Officer Dennis Bodine of the Montgomery Police Department testified that, upon arrival at the residence of Tim and Jayne Moore, he observed the appellant and her husband working on a fence near their mobile home. He stated that a flatbed truck was parked near the fence, where the appellant and her husband were standing. He stated that, as the officers entered the property of the appellant, she jumped on a ten speed bicycle and began heading towards the mobile home. He also stated that the appellant's husband started running towards the residence. He stated that the appellant and her husband were stopped before they reached the residence and placed in custody.

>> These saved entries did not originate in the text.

//! The algorithm registry: `AlgorithmParameterDef`, `AlgorithmDef`, and an
//! explicit registration table that replaces pydcop's
//! `pkgutil.iter_modules`-based reflective discovery
//! (`list_available_algorithms`/`load_algorithm_module`) with a static map
//! built once at first access, per the redesign note in spec.md §9.

use std::collections::HashMap;
use std::sync::OnceLock;

use fxhash::FxHashMap;
use serde::{Deserialize, Serialize};

use crate::domain::Mode;
use crate::engine::Computation;
use crate::error::ConfigurationError;
use crate::graph::ComputationNode;

/// The scalar shapes an algorithm parameter's value can take. String inputs
/// that look numeric are coerced to the declared type (pydcop's
/// `check_param_value`).
#[derive(Debug, Clone, PartialEq, Serialize, Deserialize)]
#[serde(untagged)]
pub enum ParamValue {
    Int(i64),
    Float(f64),
    Str(String),
    /// The absence of a value — pydcop's `None`, used for parameters like
    /// DSA's `stop_cycle: int|None` whose declared type is scalar but whose
    /// default (and a valid explicit choice) is "unset".
    None,
}

impl ParamValue {
    fn type_name(&self) -> &'static str {
        match self {
            ParamValue::Int(_) => "int",
            ParamValue::Float(_) => "float",
            ParamValue::Str(_) => "str",
            ParamValue::None => "none",
        }
    }
}

/// The kind of computation graph an algorithm is built over, used by the
/// generation machinery to pick the right graph builder (external to this
/// crate; recorded here only so `AlgorithmDescriptor` can advertise it).
/// `serde` renames match the tag vocabulary spec.md §6 names directly
/// (`"pseudotree"`/`"constraints_hypergraph"`/`"ordered_graph"`).
#[derive(Debug, Clone, Copy, PartialEq, Eq, Serialize, Deserialize)]
#[serde(rename_all = "snake_case")]
pub enum GraphType {
    #[serde(rename = "pseudotree")]
    PseudoTree,
    ConstraintsHypergraph,
    OrderedGraph,
}

/// The declared shape of one algorithm parameter (pydcop's `AlgoParameterDef`).
#[derive(Debug, Clone, PartialEq, Serialize, Deserialize)]
pub struct AlgorithmParameterDef {
    pub name: String,
    pub type_name: &'static str,
    pub allowed_values: Option<Vec<ParamValue>>,
    pub default: ParamValue,
}

impl AlgorithmParameterDef {
    pub fn new(
        name: impl Into<String>,
        type_name: &'static str,
        allowed_values: Option<Vec<ParamValue>>,
        default: ParamValue,
    ) -> Self {
        AlgorithmParameterDef {
            name: name.into(),
            type_name,
            allowed_values,
            default,
        }
    }

    /// Coerce and validate `value` against this parameter's declared type
    /// and allowed-values list (pydcop's `check_param_value`).
    fn check(&self, value: &ParamValue) -> Result<ParamValue, ConfigurationError> {
        let coerced = match (self.type_name, value) {
            (_, ParamValue::None) => ParamValue::None,
            ("int", ParamValue::Int(_)) => value.clone(),
            ("float", ParamValue::Float(_)) => value.clone(),
            ("float", ParamValue::Int(i)) => ParamValue::Float(*i as f64),
            ("str", ParamValue::Str(_)) => value.clone(),
            ("int", ParamValue::Str(s)) => s.parse::<i64>().map(ParamValue::Int).map_err(|_| {
                ConfigurationError::InvalidParameter {
                    param: self.name.clone(),
                    value: s.clone(),
                    reason: "not an int".to_string(),
                }
            })?,
            ("float", ParamValue::Str(s)) => {
                s.parse::<f64>().map(ParamValue::Float).map_err(|_| {
                    ConfigurationError::InvalidParameter {
                        param: self.name.clone(),
                        value: s.clone(),
                        reason: "not a float".to_string(),
                    }
                })?
            }
            _ => {
                return Err(ConfigurationError::InvalidParameter {
                    param: self.name.clone(),
                    value: format!("{value:?}"),
                    reason: format!(
                        "expected a {}, got a {}",
                        self.type_name,
                        value.type_name()
                    ),
                })
            }
        };

        if let Some(allowed) = &self.allowed_values {
            if !allowed.contains(&coerced) {
                return Err(ConfigurationError::InvalidParameter {
                    param: self.name.clone(),
                    value: format!("{coerced:?}"),
                    reason: format!("must be one of {allowed:?}"),
                });
            }
        }

        Ok(coerced)
    }
}

/// A fully-resolved algorithm configuration: the algorithm's name, its
/// mode, and a complete set of parameter values (pydcop's `AlgoDef`).
#[derive(Debug, Clone, Serialize, Deserialize)]
pub struct AlgorithmDef {
    pub algo: String,
    pub mode: Mode,
    pub params: FxHashMap<String, ParamValue>,
}

impl AlgorithmDef {
    /// Validate `params` against `defs`: unknown keys are rejected, known
    /// keys are type-checked, and every parameter missing from `params` is
    /// filled in with its declared default (pydcop's
    /// `AlgoDef.build_with_default_param` + `prepare_algo_params`).
    pub fn build_with_default_param(
        algo: impl Into<String>,
        mode: Mode,
        params: HashMap<String, ParamValue>,
        defs: &[AlgorithmParameterDef],
    ) -> Result<Self, ConfigurationError> {
        let algo = algo.into();
        let mut resolved = FxHashMap::default();

        for (name, value) in &params {
            let def = defs.iter().find(|d| &d.name == name).ok_or_else(|| {
                ConfigurationError::UnknownParameter {
                    algo: algo.clone(),
                    param: name.clone(),
                }
            })?;
            resolved.insert(name.clone(), def.check(value)?);
        }

        for def in defs {
            resolved
                .entry(def.name.clone())
                .or_insert_with(|| def.default.clone());
        }

        Ok(AlgorithmDef {
            algo,
            mode,
            params: resolved,
        })
    }

    pub fn param_value(&self, name: &str) -> Option<&ParamValue> {
        self.params.get(name)
    }
}

/// A computation's position in the computation graph plus its resolved
/// algorithm configuration — the unit that an algorithm's `build` function
/// turns into a live `Computation`.
#[derive(Clone)]
pub struct ComputationDef {
    pub node: ComputationNode,
    pub algo: AlgorithmDef,
}

/// Everything the registry needs to know about one algorithm: its
/// parameter schema, the graph shape it runs over, and how to build a live
/// `Computation` from a `ComputationDef`. `computation_memory`/
/// `communication_load` are optional per spec.md §6 ("missing optional
/// members are substituted with default constants"); `None` here means the
/// algorithm didn't supply one, and callers should use
/// `AlgorithmDescriptor::computation_memory`/`communication_load` rather
/// than the fields directly to get that substitution for free.
pub struct AlgorithmDescriptor {
    pub name: &'static str,
    pub graph_type: GraphType,
    pub params: Vec<AlgorithmParameterDef>,
    pub build: fn(&ComputationDef) -> Box<dyn Computation>,
    pub computation_memory_fn: Option<fn(&ComputationNode) -> f64>,
    pub communication_load_fn: Option<fn(&ComputationNode, &str) -> f64>,
}

impl AlgorithmDescriptor {
    /// The estimated memory footprint of hosting `node` under this
    /// algorithm, or the default constant `1.0` if the algorithm declares
    /// none (spec.md §6).
    pub fn computation_memory(&self, node: &ComputationNode) -> f64 {
        self.computation_memory_fn.map_or(1.0, |f| f(node))
    }

    /// The estimated communication load between `node` and `target` under
    /// this algorithm, or the default constant `1.0` if the algorithm
    /// declares none (spec.md §6).
    pub fn communication_load(&self, node: &ComputationNode, target: &str) -> f64 {
        self.communication_load_fn.map_or(1.0, |f| f(node, target))
    }
}

fn registry() -> &'static HashMap<&'static str, AlgorithmDescriptor> {
    static REGISTRY: OnceLock<HashMap<&'static str, AlgorithmDescriptor>> = OnceLock::new();
    REGISTRY.get_or_init(|| {
        let mut map = HashMap::new();
        for descriptor in crate::algorithms::builtin_descriptors() {
            map.insert(descriptor.name, descriptor);
        }
        map
    })
}

/// Look up an algorithm by name, analogous to pydcop's
/// `load_algorithm_module`, but against the explicit table above instead of
/// reflecting over installed modules.
pub fn lookup_algorithm(name: &str) -> Result<&'static AlgorithmDescriptor, ConfigurationError> {
    registry()
        .get(name)
        .ok_or_else(|| ConfigurationError::UnknownAlgorithm(name.to_string()))
}

/// The names of every registered algorithm (pydcop's
/// `list_available_algorithms`).
pub fn list_available_algorithms() -> Vec<&'static str> {
    let mut names: Vec<&'static str> = registry().keys().copied().collect();
    names.sort_unstable();
    names
}

#[cfg(test)]
mod tests {
    use super::*;

    fn prob_def() -> AlgorithmParameterDef {
        AlgorithmParameterDef::new("probability", "float", None, ParamValue::Float(0.7))
    }

    fn variant_def() -> AlgorithmParameterDef {
        AlgorithmParameterDef::new(
            "variant",
            "str",
            Some(vec![
                ParamValue::Str("A".to_string()),
                ParamValue::Str("B".to_string()),
                ParamValue::Str("C".to_string()),
            ]),
            ParamValue::Str("B".to_string()),
        )
    }

    #[test]
    fn missing_params_are_filled_with_defaults() {
        let def = AlgorithmDef::build_with_default_param(
            "dsa",
            Mode::Min,
            HashMap::new(),
            &[prob_def(), variant_def()],
        )
        .unwrap();
        assert_eq!(Some(&ParamValue::Float(0.7)), def.param_value("probability"));
        assert_eq!(
            Some(&ParamValue::Str("B".to_string())),
            def.param_value("variant")
        );
    }

    #[test]
    fn unknown_param_is_rejected() {
        let mut params = HashMap::new();
        params.insert("nope".to_string(), ParamValue::Int(1));
        let err =
            AlgorithmDef::build_with_default_param("dsa", Mode::Min, params, &[prob_def()])
                .unwrap_err();
        assert_eq!(
            ConfigurationError::UnknownParameter {
                algo: "dsa".to_string(),
                param: "nope".to_string(),
            },
            err
        );
    }

    #[test]
    fn string_values_are_coerced_to_the_declared_numeric_type() {
        let mut params = HashMap::new();
        params.insert("probability".to_string(), ParamValue::Str("0.3".to_string()));
        let def =
            AlgorithmDef::build_with_default_param("dsa", Mode::Min, params, &[prob_def()])
                .unwrap();
        assert_eq!(Some(&ParamValue::Float(0.3)), def.param_value("probability"));
    }

    #[test]
    fn values_outside_the_allowed_set_are_rejected() {
        let mut params = HashMap::new();
        params.insert("variant".to_string(), ParamValue::Str("Z".to_string()));
        let err =
            AlgorithmDef::build_with_default_param("dsa", Mode::Min, params, &[variant_def()])
                .unwrap_err();
        assert!(matches!(err, ConfigurationError::InvalidParameter { .. }));
    }

    #[test]
    fn graph_type_serializes_to_the_spec_vocabulary() {
        assert_eq!("\"pseudotree\"", serde_json::to_string(&GraphType::PseudoTree).unwrap());
        assert_eq!(
            "\"constraints_hypergraph\"",
            serde_json::to_string(&GraphType::ConstraintsHypergraph).unwrap()
        );
        assert_eq!(
            "\"ordered_graph\"",
            serde_json::to_string(&GraphType::OrderedGraph).unwrap()
        );
    }

    #[test]
    fn registry_resolves_the_three_builtin_algorithms() {
        let names = list_available_algorithms();
        assert_eq!(vec!["dpop", "dsa", "syncbb"], names);
        assert!(lookup_algorithm("dpop").is_ok());
        assert!(lookup_algorithm("nonexistent").is_err());
    }

    #[test]
    fn missing_optional_members_fall_back_to_the_default_constant() {
        let descriptor = lookup_algorithm("syncbb").unwrap();
        let node = crate::graph::ComputationNode::new(
            std::sync::Arc::new(crate::domain::Variable::new(
                "x1",
                crate::domain::Domain::new(vec![crate::domain::Value::Int(0)]),
            )),
            Vec::new(),
        );
        assert_eq!(1.0, descriptor.computation_memory(&node));
        assert_eq!(1.0, descriptor.communication_load(&node, "x2"));
    }

    #[test]
    fn dpop_computation_memory_is_the_product_of_mentioned_domain_sizes() {
        let descriptor = lookup_algorithm("dpop").unwrap();
        let x1 = std::sync::Arc::new(crate::domain::Variable::new(
            "x1",
            crate::domain::Domain::new(vec![
                crate::domain::Value::Int(0),
                crate::domain::Value::Int(1),
                crate::domain::Value::Int(2),
            ]),
        ));
        let node = crate::graph::ComputationNode::new(x1, Vec::new());
        assert_eq!(3.0, descriptor.computation_memory(&node));
    }

    #[test]
    fn dsa_computation_memory_and_communication_load_match_pydcop_constants() {
        let descriptor = lookup_algorithm("dsa").unwrap();
        let x1 = std::sync::Arc::new(crate::domain::Variable::new(
            "x1",
            crate::domain::Domain::new(vec![crate::domain::Value::Int(0)]),
        ));
        let x2 = std::sync::Arc::new(crate::domain::Variable::new(
            "x2",
            crate::domain::Domain::new(vec![crate::domain::Value::Int(0)]),
        ));
        let constraint = std::sync::Arc::new(crate::relation::FunctionRelation::new(
            "x1-x2",
            vec![x1.clone(), x2],
            |_| Ok(0),
        ));
        let node = crate::graph::ComputationNode::new(x1, vec![constraint]);
        assert_eq!(5.0, descriptor.computation_memory(&node));
        assert_eq!(105.0, descriptor.communication_load(&node, "x2"));
    }
}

Officer Bodine testified that police officers and other law enforcement officials then executed the search warrant. He stated that entry was made into the residence and a large amount of illegal drugs and paraphenalia were found in the mobile home. He stated that several bags of marijuana were found in a brown box on the kitchen counter and he identified such items. He further identified a large number of other items found in the home and outbuildings. Such items were (1) a plastic bag containing white tablets, found in the front bedroom of the home; (2) two plastic bags of white powder, found in the front bedroom of the home; (3) two more plastic bags containing white tablets, found in the front bedroom on a counter top; (4) a plastic bag containing a brown substance, found in the front bedroom on a counter top; (5) a small green box containing marijuana and a white powder, found in the bedroom; (6) a small piece of tin foil with a brown substance wrapped inside, found in closet of bedroom; (7) a bottle of Lactose, found on the counter top in the front bedroom; (8) a small blue dispenser with a white powder inside, found on the front seat of the flatbed truck; and (9) a plastic bag with marijuana in it, found in an outbuilding. He stated that he kept each of these items in his control until he turned them over to Allen Adair at the State Department of Forensic Sciences. He stated that these items were tested and returned to him, where they were placed in the drug evidence room of the Montgomery Police Department.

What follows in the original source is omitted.